It probably comes as no surprise that the pandemic had a major impact on the video game industry. This is especially evident in 2021 as there are major sports delays every week. Companies like Ubisoft have completely shifted their release schedules as studios adapt to work from home development.
This leaves gamers with a lot of worry about how long we will feel the effects of the pandemic in the gaming industry. If games that were nearing completion needed to be delayed by a full year, what does this mean for games that were early in their development cycle?
GDC 2021. We now have some clear answers to those questions, thanks to state of the game industry report. GDC this year surveyed more than 3,000 developers who shed light on how the pandemic affected their games. While the short-term effects have been dire, a move to remote working could be a net positive for gaming in the future.
The immediate impact of the pandemic on gaming has been quite evident. With the studio suddenly being forced to do remote work on a penny, the game’s development hit a snag back in March 2020. like games The Last of Us Part 2 Their release date was changed a few months back to deal with that change, but the real scope of the setback was not felt until 2021. After all, the games that were supposed to launch in 2020 were already close to the finish line. It’s the games that weren’t far enough away that could be affected the hardest.
GDC’s State of the Game survey echoed that result. In the 2020 poll, only 33% of respondents said their sport suffered delays related to the pandemic. This year that number rose to 44 percent. While most developers surveyed said their games have not been delayed, it is still a significant increase from last year.
Game developers have faced a lot of challenges at various stages of the process, from playtesting to prototyping new ideas. I spoke to GDC Content Marketing Lead Chris Graft about the survey findings, who gave a specific example of the obstacles developers face.
“At the start of the pandemic, we were talking to the people at Jackbox and they were talking about how they make games,” Graft says. “Those stuff is so community-based and interactive with other issues. They had a problem with playtesting. I’m an advocate of remote work, but I understand that you can’t devalue face-to-face time.”
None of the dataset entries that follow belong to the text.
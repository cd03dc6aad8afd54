use crate::domain::error::DomainError;
use clap::{Args, ValueEnum};
use std::path::PathBuf;
use std::time::Duration;

#[derive(Debug, Clone, Copy, PartialEq, Eq, ValueEnum)]
pub enum EmbeddingBackend {
    Gemini,
    #[value(name = "openai")]
    OpenAi,
    Hashing,
}

#[derive(Debug, Clone, Copy, PartialEq, Eq, ValueEnum)]
pub enum ModelBackend {
    Gemini,
    #[value(name = "openai")]
    OpenAi,
    None,
}

/// Runtime configuration. Every option can also be set through the
/// environment variable named in its `env` attribute.
#[derive(Debug, Clone, Args)]
pub struct Settings {
    /// SQLite database holding candidates and embeddings
    #[arg(long, global = true, env = "POKEFINDER_DB", default_value = "./pokefinder.db")]
    pub db: String,

    /// Embedding backend
    #[arg(long, global = true, env = "POKEFINDER_EMBEDDING_PROVIDER", value_enum, default_value = "hashing")]
    pub embedding_provider: EmbeddingBackend,

    /// Embedding model name
    #[arg(long, global = true, env = "POKEFINDER_EMBEDDING_MODEL")]
    pub embedding_model: Option<String>,

    /// Dimensionality of stored and query embeddings
    #[arg(long, global = true, env = "POKEFINDER_EMBEDDING_DIM", default_value_t = 768)]
    pub embedding_dim: usize,

    /// Language model backend used to pick among candidates
    #[arg(long, global = true, env = "POKEFINDER_LLM_PROVIDER", value_enum, default_value = "none")]
    pub llm_provider: ModelBackend,

    /// Language model name
    #[arg(long, global = true, env = "POKEFINDER_LLM_MODEL")]
    pub llm_model: Option<String>,

    /// API key for the embedding and language model services
    #[arg(long, global = true, env = "POKEFINDER_API_KEY", hide_env_values = true, default_value = "")]
    pub api_key: String,

    /// Override for the provider base URL
    #[arg(long, global = true, env = "POKEFINDER_BASE_URL")]
    pub base_url: Option<String>,

    /// Number of nearest candidates handed to the model
    #[arg(long, global = true, env = "POKEFINDER_TOP_K", default_value_t = 3)]
    pub top_k: usize,

    /// Directory holding `images/<name>.png` assets
    #[arg(long, global = true, env = "POKEFINDER_ASSET_DIR", default_value = "./assets")]
    pub asset_dir: PathBuf,

    /// Public base URL used when building signed asset links
    #[arg(long, global = true, env = "POKEFINDER_PUBLIC_URL", default_value = "http://localhost:8080")]
    pub public_url: String,

    /// Secret for signing asset URLs; a per-process secret is used when unset
    #[arg(long, global = true, env = "POKEFINDER_SIGNING_SECRET", hide_env_values = true)]
    pub signing_secret: Option<String>,

    /// Lifetime of signed asset URLs in seconds
    #[arg(long, global = true, env = "POKEFINDER_URL_TTL_SECS", default_value_t = 900)]
    pub url_ttl_secs: u64,

    /// Timeout for each outbound service call in seconds
    #[arg(long, global = true, env = "POKEFINDER_TIMEOUT_SECS", default_value_t = 30)]
    pub timeout_secs: u64,

    /// Maximum embedding calls in flight during ingestion
    #[arg(long, global = true, env = "POKEFINDER_INGEST_CONCURRENCY", default_value_t = 4)]
    pub ingest_concurrency: usize,
}

impl Settings {
    pub fn url_ttl(&self) -> Duration {
        Duration::from_secs(self.url_ttl_secs)
    }

    pub fn timeout(&self) -> Duration {
        Duration::from_secs(self.timeout_secs)
    }

    /// Rejects values that would make every query fail.
    pub fn validate(&self) -> Result<(), DomainError> {
        if self.top_k == 0 {
            return Err(DomainError::Config("top_k must be at least 1".into()));
        }
        if self.embedding_dim == 0 {
            return Err(DomainError::Config("embedding_dim must be at least 1".into()));
        }
        Ok(())
    }
}

impl Default for Settings {
    fn default() -> Self {
        Self {
            db: "./pokefinder.db".into(),
            embedding_provider: EmbeddingBackend::Hashing,
            embedding_model: None,
            embedding_dim: 768,
            llm_provider: ModelBackend::None,
            llm_model: None,
            api_key: String::new(),
            base_url: None,
            top_k: 3,
            asset_dir: PathBuf::from("./assets"),
            public_url: "http://localhost:8080".into(),
            signing_secret: None,
            url_ttl_secs: 900,
            timeout_secs: 30,
            ingest_concurrency: 4,
        }
    }
}

#[cfg(test)]
mod tests {
    use super::*;

    #[test]
    fn test_defaults_are_valid() {
        assert!(Settings::default().validate().is_ok());
    }

    #[test]
    fn test_zero_top_k_rejected() {
        let settings = Settings {
            top_k: 0,
            ..Settings::default()
        };
        assert!(matches!(settings.validate(), Err(DomainError::Config(_))));
    }

    #[test]
    fn test_zero_embedding_dim_rejected() {
        let settings = Settings {
            embedding_dim: 0,
            ..Settings::default()
        };
        assert!(matches!(settings.validate(), Err(DomainError::Config(_))));
    }
}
Logistics isn’t the only problem game developers have faced over the past year and a half. Several developers cited that childcare also caused some headaches. The work-life balance between juggled from challenging, as developers found themselves hampered by kids who were learning from home. Others lost access to some of their contractors because they had to pivot to taking care of their children full time.
With a year and a half of challenges looming, one has to wonder whether gaming will continue to struggle with delays (both internal and external) after 2021. Luckily, Chris Graft believes we may be past the worst of it as studios restart and formally adopt hybrid workflows.
“If a sport is in its early stages right now, I don’t think five years from now people are going to say that it is because of COVID-19 that it has been pushed back,” Graft jokes. “As people get used to the new processes, things tend to run more smoothly. Once offices start to open safely and people start doing hybrid or in-office work, I don’t Guess why the past year and a half would continue to influence the game release dates.”
If anything, the survey suggests that remote working could be a net positive for the industry in the long run. Developers largely felt that their productivity was not affected while working from home. In fact, 35% said that their productivity had increased either somewhat or greatly, while 32% said it remained about the same. While others found it more challenging, the results showed that developers were more than capable of working outside the studio.
The work done by developers over the course of a week remained stagnant compared to the turnout of 2020. Most of the respondents said they were working somewhere between 36 and 45 hours a week, which is a positive sign that developers were able to create limits in their work-life balance.
One aspect of remote working has been particularly positive for gaming. Studios are less restricted in who they can hire. Instead of simply hiring local talent who can come to an office, companies can expand their talent search because the work can be done remotely. This means studios can hire more diverse, as well as nab powerhouse talent who may not be willing to move on to the job.
Despite the delay, Graft finds that forced shifts to work from home are ultimately good for the industry. The long-term effects may seem troubling in theory, but survey data indicates that remote working is capable of helping game developers, not hindering them.
“I think it’s good for companies to have this option now,” Graft says. “I don’t think remote working is ever going to replace all that personal stuff, but you can strike a balance and expand the talent pool. I think it’s really good for the games industry; getting more people.” Bringing in and not forcing them to go out to the bay or something.”
The video game industry was forced to change over the past year and a half. While some of that was tough, companies shouldn’t put out the work they do for developers. The industry should come out of this strong, not the weak.